But the art and the writing are bad even by the standards of early comic books, and his costume is as minimalistic as the Sub-Mariner's. The only thing I like about him is his bow and arrow: a long-range weapon makes sense for someone who flies.

More about the Bird Man:

Don Markstein's Toonopedia: The Bird Man

The Golden Age Bird Man

Buckskin, when described, sounds less interesting than Bird Man:
Seeking to inspire his students, Robert Blake wears a blue buckskin costume and mask, becoming the hero known as Buckskin (or sometimes Buck Skin Blake). Trained by his grandfather, a former Indian scout, he has no powers but is a skilled fighter and woodsman. He was sometimes aided by his trained eagle, Talon.
But he had better artists and writers, and perhaps more importantly, a better costume. If I was writing a story using Golden Age superheroes of color, I might find a way to merge these two, maybe by giving the Bird Man Buckskin's costume and pet eagle. Or maybe I wouldn't. The Bird Man and Buckskin are essentially Native versions of Hawkman and Wildcat. They could make a fine team.

One of Buckskin's stories (which I hate for its anti-union jingoism) is reprinted here: Four-Color Shadows: Buckskin-Super Mystery Comics-1942.

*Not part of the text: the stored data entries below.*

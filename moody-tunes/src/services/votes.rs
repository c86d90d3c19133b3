//! Vote intake
//!
//! Casting and retracting votes write the vote log inside a transaction.
//! Recompute of the user-emotion center runs after commit; when it fails
//! the recompute is queued so the center still converges.

use crate::db::{songs, votes};
use crate::services::user_emotion;
use crate::workers::{queue::TaskQueue, task::Task};
use moody_common::{Attributes, Emotion, Error, Result, VoteContext};
use once_cell::sync::Lazy;
use regex::Regex;
use serde::{Deserialize, Serialize};
use sqlx::SqlitePool;
use tracing::{error, info, warn};
use uuid::Uuid;

pub const MAX_DESCRIPTION_LEN: usize = 100;

static DESCRIPTION_PATTERN: Lazy<Regex> =
    Lazy::new(|| Regex::new(r"^[A-Za-z0-9_.?!, ]*$").expect("description pattern compiles"));

/// A vote as submitted by the user
#[derive(Debug, Clone, Deserialize)]
pub struct CastVote {
    pub song_code: String,
    pub emotion: Emotion,
    pub vote: bool,
    #[serde(default)]
    pub context: VoteContext,
    #[serde(default)]
    pub description: String,
}

#[derive(Debug, Clone, Serialize)]
pub struct VoteOutcome {
    pub vote_id: i64,
    /// A retracted up-vote was flipped back instead of inserting a row
    pub restored: bool,
    /// New center, when the vote triggered a recompute that succeeded
    pub center: Option<Attributes>,
}

#[derive(Clone)]
pub struct VoteService {
    db: SqlitePool,
    queue: TaskQueue,
    candidate_batch_size: usize,
}

impl VoteService {
    pub fn new(db: SqlitePool, queue: TaskQueue, candidate_batch_size: usize) -> Self {
        Self {
            db,
            queue,
            candidate_batch_size,
        }
    }

    pub async fn cast_vote(&self, user_id: Uuid, request: &CastVote) -> Result<VoteOutcome> {
        validate_description(&request.description)?;

        let mut tx = self.db.begin().await?;
        let song_id = songs::song_id_by_code(&mut *tx, &request.song_code)
            .await?
            .ok_or_else(|| Error::NotFound(format!("Song {}", request.song_code)))?;

        user_emotion::ensure(&mut *tx, user_id, request.emotion).await?;

        let existing =
            votes::find_vote(&mut *tx, user_id, song_id, request.emotion, request.context).await?;
        let (vote_id, restored) = match existing {
            Some(row) if !row.vote && request.vote => {
                votes::restore_upvote(&mut *tx, row.id, &request.description).await?;
                (row.id, true)
            }
            Some(_) => {
                return Err(Error::Conflict(format!(
                    "Already voted on this song for {}",
                    request.emotion.full_name()
                )))
            }
            None => {
                let new_vote = votes::NewVote {
                    user_id,
                    song_id,
                    emotion: request.emotion,
                    context: request.context,
                    description: &request.description,
                    vote: request.vote,
                };
                match votes::insert_vote(&mut *tx, &new_vote).await {
                    Ok(id) => (id, false),
                    Err(e) if e.is_unique_violation() => {
                        return Err(Error::Conflict(format!(
                            "Already voted on this song for {}",
                            request.emotion.full_name()
                        )))
                    }
                    Err(e) => return Err(e),
                }
            }
        };
        tx.commit().await?;

        info!(
            user_id = %user_id,
            song_code = %request.song_code,
            emotion = %request.emotion,
            context = %request.context,
            vote = request.vote,
            restored,
            "Vote recorded"
        );

        // Down-votes leave the center untouched
        let center = if request.vote {
            self.after_change(user_id, request.emotion).await
        } else {
            None
        };

        Ok(VoteOutcome {
            vote_id,
            restored,
            center,
        })
    }

    /// Flip matching up-votes to false; `context = None` retracts every context
    pub async fn retract_vote(
        &self,
        user_id: Uuid,
        song_code: &str,
        emotion: Emotion,
        context: Option<VoteContext>,
    ) -> Result<Option<Attributes>> {
        let song_id = songs::song_id_by_code(&self.db, song_code)
            .await?
            .ok_or_else(|| Error::NotFound(format!("Song {}", song_code)))?;

        let retracted = votes::retract_upvotes(&self.db, user_id, song_id, emotion, context).await?;
        if retracted == 0 {
            return Err(Error::NotFound(format!(
                "No up-vote for {} under {}",
                song_code,
                emotion.full_name()
            )));
        }

        info!(
            user_id = %user_id,
            song_code = %song_code,
            emotion = %emotion,
            retracted,
            "Vote retracted"
        );
        Ok(self.after_change(user_id, emotion).await)
    }

    /// Contexts in which the user holds an up-vote for the song
    pub async fn vote_info(
        &self,
        user_id: Uuid,
        song_code: &str,
        emotion: Emotion,
    ) -> Result<Vec<VoteContext>> {
        let song_id = songs::song_id_by_code(&self.db, song_code)
            .await?
            .ok_or_else(|| Error::NotFound(format!("Song {}", song_code)))?;
        votes::upvote_contexts(&self.db, user_id, song_id, emotion).await
    }

    async fn after_change(&self, user_id: Uuid, emotion: Emotion) -> Option<Attributes> {
        match user_emotion::recompute(&self.db, user_id, emotion, self.candidate_batch_size).await {
            Ok(center) => Some(center),
            Err(e) => {
                warn!(
                    user_id = %user_id,
                    emotion = %emotion,
                    error = %e,
                    "Inline recompute failed, queueing"
                );
                if let Err(e) = self
                    .queue
                    .enqueue(&Task::RecomputeUserEmotion { user_id, emotion })
                    .await
                {
                    error!(user_id = %user_id, emotion = %emotion, error = %e, "Failed to queue recompute");
                }
                None
            }
        }
    }
}

/// Descriptions are short free text over a restricted alphabet
pub fn validate_description(description: &str) -> Result<()> {
    if description.chars().count() > MAX_DESCRIPTION_LEN {
        return Err(Error::InvalidInput(format!(
            "Description is limited to {} characters",
            MAX_DESCRIPTION_LEN
        )));
    }
    if !DESCRIPTION_PATTERN.is_match(description) {
        return Err(Error::InvalidInput(
            "Description may only contain letters, digits, spaces and _ . ? ! ,".to_string(),
        ));
    }
    Ok(())
}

Forgotten Asian superheroes: Alani the South Sea Girl and Mei-Ling the Girl Commando

Technically, Alani the South Sea Girl and Mei-Ling the Girl Commando are both pulp heroes or action heroes rather than superheroes, but in the colloquial sense, they count: they wore distinctive clothing and fought for justice. If Tarzan and Blackhawk are superheroes, Alani and Mei-Ling are too. If you think I'm cheating by including a jungle hero and a paramilitary hero in this series, that's fine—but I'll note that in the comics, jungle heroes and paramilitary heroes often fight beside characters who meet anyone's definition of a superhero, and in cases like the Black Panther and the Punisher, they blur the lines or shatter them.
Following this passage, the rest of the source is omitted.